FIG. 10 is a block diagram illustrating a text segment 232 annotated in an electronic document 150 in an illustrative embodiment. Assume, for example, that an electronic document 150 is displayed via GUI 105. In the example of FIG. 10, a text segment 232 is mapped to a subject matter category 302 of “Payment”, and is classified by ML model 110 with a risk level 310 of “5” within the “Payment” category. Evaluation manager 106 inserts annotation 912 into the electronic document 150 at a location proximate to the text segment 232. In this example, annotation 912 comprises a word balloon 1002 that points to the text segment 232, but annotation 912 may have a different format in other examples. Annotation 912 indicates the risk level 310 (e.g., “5”) within the “Payment” category. Although one example of an annotation 912 is shown in FIG. 10, evaluation manager 106 may insert annotations 912 as a list at the beginning or end of the electronic document 150, as a footnote in the electronic document 150, etc.

In FIG. 5B, evaluation manager 106 may annotate one or more of the text segments 232 when the risk level 310 is above or greater than a risk threshold (optional step 540). For example, the risk levels 310 may comprise a range from one to five, and the risk threshold may be two. Evaluation manager 106 may therefore annotate the text segments 232 having a risk level 310 greater than two.
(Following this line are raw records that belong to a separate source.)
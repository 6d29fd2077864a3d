//! CIE L\*a\*b\* coordinates.
//!
//! [`Lab`] is the perceptual workhorse of the workspace: conversions land
//! here, every ΔE metric consumes it, and the reference table stores it.
//!
//! # Ranges
//!
//! L\* is nominally [0, 100]; a\*/b\* are nominally [-128, 127]. None of
//! the components are hard-clamped - gamut mapping can overshoot the
//! nominal ranges slightly and callers must tolerate that rather than
//! reject it.
//!
//! # Non-finite input
//!
//! Components are not validated. NaN and ±∞ propagate deterministically
//! through every downstream formula under IEEE semantics; rejecting them
//! is the caller's job if stricter guarantees are needed.

use serde::{Deserialize, Serialize};

/// A CIE L\*a\*b\* color value.
///
/// # Example
///
/// ```rust
/// use swatch_core::Lab;
///
/// let lab = Lab::new(54.29, 80.81, 69.89);
/// assert!(lab.chroma() > 100.0);
/// ```
#[derive(Debug, Clone, Copy, PartialEq, Default, Serialize, Deserialize)]
pub struct Lab {
    /// Lightness, nominally [0, 100].
    pub l: f64,
    /// Green-red axis, nominally [-128, 127].
    pub a: f64,
    /// Blue-yellow axis, nominally [-128, 127].
    pub b: f64,
}

impl Lab {
    /// Creates a Lab value.
    #[inline]
    pub const fn new(l: f64, a: f64, b: f64) -> Self {
        Self { l, a, b }
    }

    /// Chroma: the radial distance from the neutral axis, √(a\*² + b\*²).
    #[inline]
    pub fn chroma(self) -> f64 {
        self.a.hypot(self.b)
    }

    /// Hue angle in degrees, in [0, 360).
    ///
    /// Neutral colors (a\* = b\* = 0) report 0.
    #[inline]
    pub fn hue_degrees(self) -> f64 {
        if self.a == 0.0 && self.b == 0.0 {
            return 0.0;
        }
        let h = self.b.atan2(self.a).to_degrees();
        if h < 0.0 { h + 360.0 } else { h }
    }
}

impl From<(f64, f64, f64)> for Lab {
    fn from((l, a, b): (f64, f64, f64)) -> Self {
        Self::new(l, a, b)
    }
}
One technical benefit is the annotations 912 may emphasize the text segments 232 exhibiting the highest risk.

Evaluation manager 106 may annotate one or more of the text segments 232 in the electronic document(s) 150 by highlighting the text segments 232 with a distinguishing color (optional step 542). For example, evaluation manager 106 may shade a text segment 232 with a color (e.g., red, yellow, blue, etc.) distinctive from a background color of the electronic document 150. FIG. 11 is a block diagram illustrating a text segment 232 annotated in an electronic document 150 in an illustrative embodiment. In this example, text segment 232 is highlighted with a distinguishing color 1102. Evaluation manager 106 may additionally or alternatively bold and/or italicize the text segment 232.
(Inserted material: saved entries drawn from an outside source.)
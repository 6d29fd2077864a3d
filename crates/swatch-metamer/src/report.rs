//! Pairwise metamerism reporting.
//!
//! A report answers the press-check question: "we matched this color in
//! the booth - will it still match everywhere the piece ends up?" Every
//! light source in the test produces one simulated appearance, every
//! appearance pair produces one ΔE2000 comparison, and the fixed decision
//! tables below turn the numbers into labels. The thresholds are part of
//! the product contract; do not retune them.

use serde::{Deserialize, Serialize};
use swatch_core::Lab;
use swatch_deltae::delta_e2000;

use crate::appearance::{ColorAppearance, simulate_appearance};
use crate::light::{LightSource, standard_sources};

/// A metamerism test setup: which sources to simulate and the ΔE the
/// customer signed off on.
#[derive(Debug, Clone, PartialEq, Serialize, Deserialize)]
pub struct MetamerismTest {
    /// Light sources to simulate, in display order.
    pub light_sources: Vec<LightSource>,
    /// Maximum acceptable ΔE2000 between any two viewing conditions.
    pub acceptance_threshold: f64,
}

impl MetamerismTest {
    /// The standard six-source set with the given threshold.
    pub fn standard(acceptance_threshold: f64) -> Self {
        Self {
            light_sources: standard_sources(),
            acceptance_threshold,
        }
    }
}

/// Visual magnitude of one pairwise difference.
#[derive(Debug, Clone, Copy, PartialEq, Eq, Serialize, Deserialize)]
#[serde(rename_all = "lowercase")]
pub enum DifferenceClass {
    /// ΔE < 1.
    Imperceptible,
    /// ΔE < 2.
    Slight,
    /// ΔE < 4.
    Noticeable,
    /// ΔE ≥ 4.
    Significant,
}

impl DifferenceClass {
    /// Classifies a ΔE2000 value.
    pub fn classify(delta_e: f64) -> Self {
        if delta_e < 1.0 {
            Self::Imperceptible
        } else if delta_e < 2.0 {
            Self::Slight
        } else if delta_e < 4.0 {
            Self::Noticeable
        } else {
            Self::Significant
        }
    }
}

/// Acceptance status of one pair against the test threshold.
#[derive(Debug, Clone, Copy, PartialEq, Eq, Serialize, Deserialize)]
#[serde(rename_all = "lowercase")]
pub enum Acceptance {
    /// ΔE ≤ threshold (inclusive).
    Pass,
    /// ΔE ≤ 1.5 × threshold.
    Marginal,
    /// Everything beyond.
    Fail,
}

impl Acceptance {
    /// Classifies a ΔE2000 value against a threshold.
    ///
    /// The boundary is inclusive on both rungs: exactly the threshold
    /// passes, exactly 1.5x is marginal.
    pub fn classify(delta_e: f64, threshold: f64) -> Self {
        if delta_e <= threshold {
            Self::Pass
        } else if delta_e <= 1.5 * threshold {
            Self::Marginal
        } else {
            Self::Fail
        }
    }
}

/// Overall verdict for a whole report.
#[derive(Debug, Clone, Copy, PartialEq, Eq, Serialize, Deserialize)]
#[serde(rename_all = "lowercase")]
pub enum Severity {
    /// Every pair passed.
    Acceptable,
    /// No failures and at most one marginal pair.
    Noticeable,
    /// At most two failing pairs.
    Problematic,
    /// Three or more failing pairs.
    Critical,
}

/// One pairwise comparison between two viewing conditions.
#[derive(Debug, Clone, PartialEq, Serialize, Deserialize)]
pub struct PairComparison {
    /// First light source name.
    pub source_a: String,
    /// Second light source name.
    pub source_b: String,
    /// ΔE2000 between the two perceived colors.
    pub delta_e: f64,
    /// Visual magnitude label.
    pub difference: DifferenceClass,
    /// Status against the acceptance threshold.
    pub acceptance: Acceptance,
}

/// The full metamerism report for one base color.
#[derive(Debug, Clone, PartialEq, Serialize, Deserialize)]
pub struct MetamerismReport {
    /// The color under test.
    pub base: Lab,
    /// Threshold the comparisons were judged against.
    pub acceptance_threshold: f64,
    /// One appearance per light source, in test order.
    pub appearances: Vec<ColorAppearance>,
    /// All n(n-1)/2 pairwise comparisons.
    pub comparisons: Vec<PairComparison>,
    /// Worst pairwise ΔE2000 (0 when fewer than two sources).
    pub max_delta_e: f64,
    /// Overall verdict.
    pub severity: Severity,
}

/// Runs the full metamerism pipeline for one base color.
///
/// Simulates an appearance per source, compares every pair of perceived
/// colors with ΔE2000, and derives the overall severity from the fail and
/// marginal counts. With fewer than two sources there are no pairs and
/// the verdict is vacuously [`Severity::Acceptable`].
pub fn metamerism_report(base: Lab, test: &MetamerismTest) -> MetamerismReport {
    let appearances: Vec<ColorAppearance> = test
        .light_sources
        .iter()
        .map(|light| simulate_appearance(base, light))
        .collect();

    let n = appearances.len();
    let mut comparisons = Vec::with_capacity(n.saturating_sub(1) * n / 2);
    let mut max_delta_e = 0.0_f64;
    for i in 0..n {
        for j in (i + 1)..n {
            let de = delta_e2000(appearances[i].perceived, appearances[j].perceived);
            max_delta_e = max_delta_e.max(de);
            comparisons.push(PairComparison {
                source_a: appearances[i].light_source.clone(),
                source_b: appearances[j].light_source.clone(),
                delta_e: de,
                difference: DifferenceClass::classify(de),
                acceptance: Acceptance::classify(de, test.acceptance_threshold),
            });
        }
    }

    let fails = comparisons
        .iter()
        .filter(|c| c.acceptance == Acceptance::Fail)
        .count();
    let marginals = comparisons
        .iter()
        .filter(|c| c.acceptance == Acceptance::Marginal)
        .count();
    let severity = if fails == 0 && marginals == 0 {
        Severity::Acceptable
    } else if fails == 0 && marginals <= 1 {
        Severity::Noticeable
    } else if fails <= 2 {
        Severity::Problematic
    } else {
        Severity::Critical
    };

    MetamerismReport {
        base,
        acceptance_threshold: test.acceptance_threshold,
        appearances,
        comparisons,
        max_delta_e,
        severity,
    }
}

#[cfg(test)]
mod tests {
    use super::*;

    #[test]
    fn test_difference_class_boundaries() {
        assert_eq!(DifferenceClass::classify(0.99), DifferenceClass::Imperceptible);
        assert_eq!(DifferenceClass::classify(1.0), DifferenceClass::Slight);
        assert_eq!(DifferenceClass::classify(1.99), DifferenceClass::Slight);
        assert_eq!(DifferenceClass::classify(2.0), DifferenceClass::Noticeable);
        assert_eq!(DifferenceClass::classify(3.99), DifferenceClass::Noticeable);
        assert_eq!(DifferenceClass::classify(4.0), DifferenceClass::Significant);
    }

    #[test]
    fn test_acceptance_boundary_is_inclusive() {
        // Exactly at the threshold passes; this is <=, not <.
        assert_eq!(Acceptance::classify(2.0, 2.0), Acceptance::Pass);
        assert_eq!(Acceptance::classify(2.0 + 1e-9, 2.0), Acceptance::Marginal);
        assert_eq!(Acceptance::classify(3.0, 2.0), Acceptance::Marginal);
        assert_eq!(Acceptance::classify(3.0 + 1e-9, 2.0), Acceptance::Fail);
    }

    #[test]
    fn test_pair_count() {
        let report = metamerism_report(Lab::new(50.0, 20.0, 20.0), &MetamerismTest::standard(2.0));
        assert_eq!(report.appearances.len(), 6);
        assert_eq!(report.comparisons.len(), 15);
    }

    #[test]
    fn test_identical_sources_are_acceptable() {
        let test = MetamerismTest {
            light_sources: vec![LightSource::d50_booth(), LightSource::d50_booth()],
            acceptance_threshold: 0.5,
        };
        let report = metamerism_report(Lab::new(50.0, 40.0, 0.0), &test);
        assert_eq!(report.max_delta_e, 0.0);
        assert_eq!(report.severity, Severity::Acceptable);
        assert!(report.comparisons.iter().all(|c| c.acceptance == Acceptance::Pass));
    }

    #[test]
    fn test_hopeless_threshold_is_critical() {
        // Saturated color, wildly different CCTs, threshold near zero:
        // every pair involving a warm source fails.
        let test = MetamerismTest {
            light_sources: vec![
                LightSource::incandescent(),
                LightSource::d50_booth(),
                LightSource::daylight_d65(),
            ],
            acceptance_threshold: 0.001,
        };
        let report = metamerism_report(Lab::new(50.0, 40.0, 20.0), &test);
        assert_eq!(report.comparisons.len(), 3);
        assert_eq!(report.severity, Severity::Critical);
        assert!(report.max_delta_e > 1.0);
    }

    #[test]
    fn test_generous_threshold_is_acceptable() {
        let report =
            metamerism_report(Lab::new(50.0, 20.0, 20.0), &MetamerismTest::standard(100.0));
        assert_eq!(report.severity, Severity::Acceptable);
    }

    #[test]
    fn test_single_source_has_no_pairs() {
        let test = MetamerismTest {
            light_sources: vec![LightSource::d50_booth()],
            acceptance_threshold: 1.0,
        };
        let report = metamerism_report(Lab::new(50.0, 0.0, 0.0), &test);
        assert!(report.comparisons.is_empty());
        assert_eq!(report.max_delta_e, 0.0);
        assert_eq!(report.severity, Severity::Acceptable);
    }

    #[test]
    fn test_neutral_base_still_shifts() {
        // Metamerism bites neutrals too: tint shifts move a*/b* off zero
        // by different amounts per source.
        let report = metamerism_report(Lab::new(60.0, 0.0, 0.0), &MetamerismTest::standard(2.0));
        assert!(report.max_delta_e > 0.0);
    }
}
In an embodiment, evaluation manager 106 may shade text segments 232 with different colors based on the risk level 310. For example, text segments 232 with a higher risk level 310 (e.g., risk level “5”) may be highlighted with a first color (e.g., red), text segments 232 with a lower risk level 310 (e.g., risk level “4”) may be highlighted with a second color (e.g., pink), text segments 232 with yet a lower risk level 310 (e.g., risk level “3”) may be highlighted with a third color (e.g., yellow), etc. One technical benefit is the annotations 912 may visually emphasize risk of the text segments 232 in the electronic document 150.

In FIG. 5B, evaluation manager 106 may insert suggested modifications regarding the text segments 232 in the electronic document 150 (optional step 544). Evaluation manager 106 may use a template, apply a ML model, or otherwise determine the suggested modifications to the text segments 232. FIG. 12 is a block diagram illustrating a text segment 232 annotated in an electronic document 150 in an illustrative embodiment. In this example, evaluation manager 106 inserts or includes a suggested modification 1204 of “payable within 30 days” in annotation 912. One technical benefit is evaluation manager 106 provides guidance about how to lower or reduce risk in certain subject matter of the electronic document 150.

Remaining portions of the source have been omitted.